* Data records *
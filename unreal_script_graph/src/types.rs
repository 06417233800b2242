//! Shared types for decoded script expressions

use lazy_static::lazy_static;
use regex::Regex;
use serde_json::Value;

use crate::error::{Error, KismetError};

/// An attribute name paired with its rendered value
pub type AstField = (&'static str, AstValue);

/// Ordered attribute tree of a decoded node.
///
/// Attribute order is load-bearing: the graph emitter lays record labels out
/// in insertion order and the intermediate dump mirrors it.
#[derive(Debug, Clone, PartialEq)]
pub enum AstValue {
    /// Scalar text
    Text(String),
    /// Boolean scalar
    Bool(bool),
    /// Numeric scalar
    Int(u64),
    /// Attribute not yet resolved
    Null,
    /// Nested node with ordered attributes
    Map(Vec<AstField>),
    /// Sequence of nested values
    List(Vec<AstValue>),
    /// Payload carried verbatim from the input document
    Raw(Value),
}

impl AstValue {
    /// Create a `Text` value from anything string-like
    pub fn text(value: impl Into<String>) -> Self {
        AstValue::Text(value.into())
    }

    /// Convert into a plain JSON value, preserving attribute order
    pub fn to_json(&self) -> Value {
        match self {
            AstValue::Text(text) => Value::String(text.clone()),
            AstValue::Bool(value) => Value::Bool(*value),
            AstValue::Int(value) => Value::Number((*value).into()),
            AstValue::Null => Value::Null,
            AstValue::Map(fields) => {
                let mut map = serde_json::Map::with_capacity(fields.len());
                for (key, value) in fields {
                    map.insert((*key).to_string(), value.to_json());
                }
                Value::Object(map)
            }
            AstValue::List(values) => Value::Array(values.iter().map(AstValue::to_json).collect()),
            AstValue::Raw(value) => value.clone(),
        }
    }
}

lazy_static! {
    static ref FULL_OBJECT_NAME: Regex = Regex::new("^(.*)'(.*):(.*)'$").unwrap();
    static ref SHORT_OBJECT_NAME: Regex = Regex::new("^(.*)'(.*)'$").unwrap();
}

/// Shorten an object path to its final `/`-separated segment
pub fn shorten_object_path(objpath: &str) -> String {
    match objpath.rfind('/') {
        Some(index) => objpath[index + 1..].to_string(),
        None => objpath.to_string(),
    }
}

/// A decoded reference to an engine object.
///
/// Parsed from an `ObjectName` of the form `TYPE'OUTER:NAME'` or
/// `TYPE'NAME'`, or from a bare string naming a local virtual function.
#[derive(Debug, Clone, PartialEq)]
pub struct ObjectReference {
    /// Engine type tag
    pub uetype: String,
    /// Outer object, when the name carried one
    pub outer: Option<String>,
    /// Object name
    pub name: String,
    /// Object path, shortened to its final segment
    pub objpath: Option<String>,
}

impl ObjectReference {
    /// Decode an object reference from an input node
    pub fn new(value: &Value) -> Result<Self, Error> {
        if let Some(name) = value.as_str() {
            return Ok(ObjectReference {
                uetype: "LocalVirtualFunction".to_string(),
                outer: None,
                name: name.to_string(),
                objpath: None,
            });
        }
        let obj = value.as_object().ok_or_else(|| {
            KismetError::object_name(format!("Object reference is not a mapping: {value}"))
        })?;
        let objname = obj.get("ObjectName").and_then(Value::as_str).ok_or_else(|| {
            KismetError::object_name(format!("Object reference without ObjectName: {value}"))
        })?;
        let objpath = obj.get("ObjectPath").and_then(Value::as_str).ok_or_else(|| {
            KismetError::object_name(format!("Object reference without ObjectPath: {value}"))
        })?;

        if let Some(captures) = FULL_OBJECT_NAME.captures(objname) {
            return Ok(ObjectReference {
                uetype: captures[1].to_string(),
                outer: Some(captures[2].to_string()),
                name: captures[3].to_string(),
                objpath: Some(shorten_object_path(objpath)),
            });
        }
        if let Some(captures) = SHORT_OBJECT_NAME.captures(objname) {
            return Ok(ObjectReference {
                uetype: captures[1].to_string(),
                outer: None,
                name: captures[2].to_string(),
                objpath: Some(shorten_object_path(objpath)),
            });
        }
        Err(KismetError::object_name(format!("Unrecognized object name: {objname}")).into())
    }

    /// Ordered attribute tree of this reference
    pub fn ast_value(&self) -> AstValue {
        let mut fields = vec![("uetype", AstValue::text(&self.uetype))];
        if let Some(outer) = &self.outer {
            fields.push(("outer", AstValue::text(outer)));
        }
        fields.push(("name", AstValue::text(&self.name)));
        if let Some(objpath) = &self.objpath {
            fields.push(("objpath", AstValue::text(objpath)));
        }
        AstValue::Map(fields)
    }
}

/// A decoded pointer to a property, in one of the three shapes the dumps
/// produce.
#[derive(Debug, Clone, PartialEq)]
pub enum PropertyPointer {
    /// `{Property: {Name, Type}}`
    Inline {
        /// Property name
        name: String,
        /// Property type
        ty: String,
    },
    /// `{Owner, Property}`
    Owned {
        /// Owning object
        owner: ObjectReference,
        /// Property name
        name: String,
        /// Property type
        ty: String,
    },
    /// `{Path, ResolvedOwner}`
    Path {
        /// Field path, carried verbatim
        name: Value,
        /// Resolved owner
        owner: ObjectReference,
    },
}

impl PropertyPointer {
    /// Decode a property descriptor from an input node
    pub fn new(value: &Value) -> Result<Self, Error> {
        let obj = value.as_object().ok_or_else(|| {
            KismetError::property(format!("Property descriptor is not a mapping: {value}"))
        })?;
        if let Some(owner) = obj.get("Owner") {
            let prop = obj.get("Property").ok_or_else(|| {
                KismetError::property(format!("Owned property without Property: {value}"))
            })?;
            let (name, ty) = Self::name_and_type(prop)?;
            return Ok(PropertyPointer::Owned {
                owner: ObjectReference::new(owner)?,
                name,
                ty,
            });
        }
        if let Some(prop) = obj.get("Property") {
            let (name, ty) = Self::name_and_type(prop)?;
            return Ok(PropertyPointer::Inline { name, ty });
        }
        if let (Some(path), Some(owner)) = (obj.get("Path"), obj.get("ResolvedOwner")) {
            return Ok(PropertyPointer::Path {
                name: path.clone(),
                owner: ObjectReference::new(owner)?,
            });
        }
        Err(KismetError::property(format!("Unrecognized property descriptor: {value}")).into())
    }

    fn name_and_type(prop: &Value) -> Result<(String, String), Error> {
        let name = prop.get("Name").and_then(Value::as_str).ok_or_else(|| {
            KismetError::property(format!("Property without Name: {prop}"))
        })?;
        let ty = prop.get("Type").and_then(Value::as_str).ok_or_else(|| {
            KismetError::property(format!("Property without Type: {prop}"))
        })?;
        Ok((name.to_string(), ty.to_string()))
    }

    /// Ordered attributes of this descriptor, for flattening into a node
    pub fn ast_fields(&self) -> Vec<AstField> {
        match self {
            PropertyPointer::Inline { name, ty } => vec![
                ("name", AstValue::text(name)),
                ("type", AstValue::text(ty)),
            ],
            PropertyPointer::Owned { owner, name, ty } => vec![
                ("owner", owner.ast_value()),
                (
                    "prop",
                    AstValue::Map(vec![
                        ("name", AstValue::text(name)),
                        ("type", AstValue::text(ty)),
                    ]),
                ),
            ],
            PropertyPointer::Path { name, owner } => vec![
                ("name", AstValue::Raw(name.clone())),
                ("owner", owner.ast_value()),
            ],
        }
    }

    /// Ordered attribute tree of this descriptor as a standalone node
    pub fn ast_value_with_kind(&self, kind: &'static str) -> AstValue {
        let mut fields = vec![("kind", AstValue::text(kind))];
        fields.extend(self.ast_fields());
        AstValue::Map(fields)
    }
}
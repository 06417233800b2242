use colored::Colorize;
use log::{Level, LevelFilter, Metadata, Record, SetLoggerError};

#[derive(Debug)]
struct ConsoleLogger;

impl log::Log for ConsoleLogger {
    fn enabled(&self, metadata: &Metadata) -> bool {
        metadata.level() <= log::max_level()
    }

    fn log(&self, record: &Record) {
        if self.enabled(record.metadata()) {
            let level = match record.level() {
                Level::Error => "ERROR".red(),
                Level::Warn => "WARN".yellow(),
                Level::Info => "INFO".green(),
                Level::Debug => "DEBUG".cyan(),
                Level::Trace => "TRACE".blue(),
            };
            println!("{:<5} {}", level, record.args());
        }
    }

    fn flush(&self) {}
}

static LOGGER: ConsoleLogger = ConsoleLogger;

pub fn init(verbose: bool) -> Result<(), SetLoggerError> {
    let level = match verbose {
        true => LevelFilter::Debug,
        false => LevelFilter::Info,
    };
    log::set_logger(&LOGGER).map(|()| log::set_max_level(level))
}
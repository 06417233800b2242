#![deny(missing_docs)]

//! This crate disassembles blueprint script bytecode extracted from asset
//! dumps and renders each function's control flow as a directed graph.
//!
//! # Examples
//!
//! ```
//! use serde_json::json;
//! use unreal_script_graph::{GraphTheme, ScriptAst, ScriptGraph};
//!
//! let bytecode = [
//!     json!({"StatementIndex": 0, "Inst": "EX_Nothing"}),
//!     json!({"StatementIndex": 1, "Inst": "EX_EndOfScript"}),
//! ];
//!
//! let mut ast = ScriptAst::new("ExampleScript", &bytecode).unwrap();
//! ast.resolve().unwrap();
//!
//! for entrypoint in ast.entrypoints() {
//!     let (nodes, edges) = ast.subgraph(entrypoint).unwrap();
//!     let mut graph = ScriptGraph::new("ExampleScript", GraphTheme::default());
//!     for node in nodes {
//!         graph.draw_node(node);
//!     }
//!     for edge in edges {
//!         graph.draw_edge(edge);
//!     }
//!     println!("{}", graph.to_dot());
//! }
//! ```

pub mod ast;
pub mod document;
pub mod dot;
pub mod error;
pub mod kismet;
pub mod types;

pub use ast::{ScriptAst, ScriptStatement};
pub use document::FunctionEntry;
pub use dot::{GraphTheme, ScriptGraph};
pub use error::Error;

* What to do *
Report all lines of the material that contain the word "segment".

* Answer to this exercise *
/// Shorten an object path to its final `/`-separated segment
    /// Object path, shortened to its final segment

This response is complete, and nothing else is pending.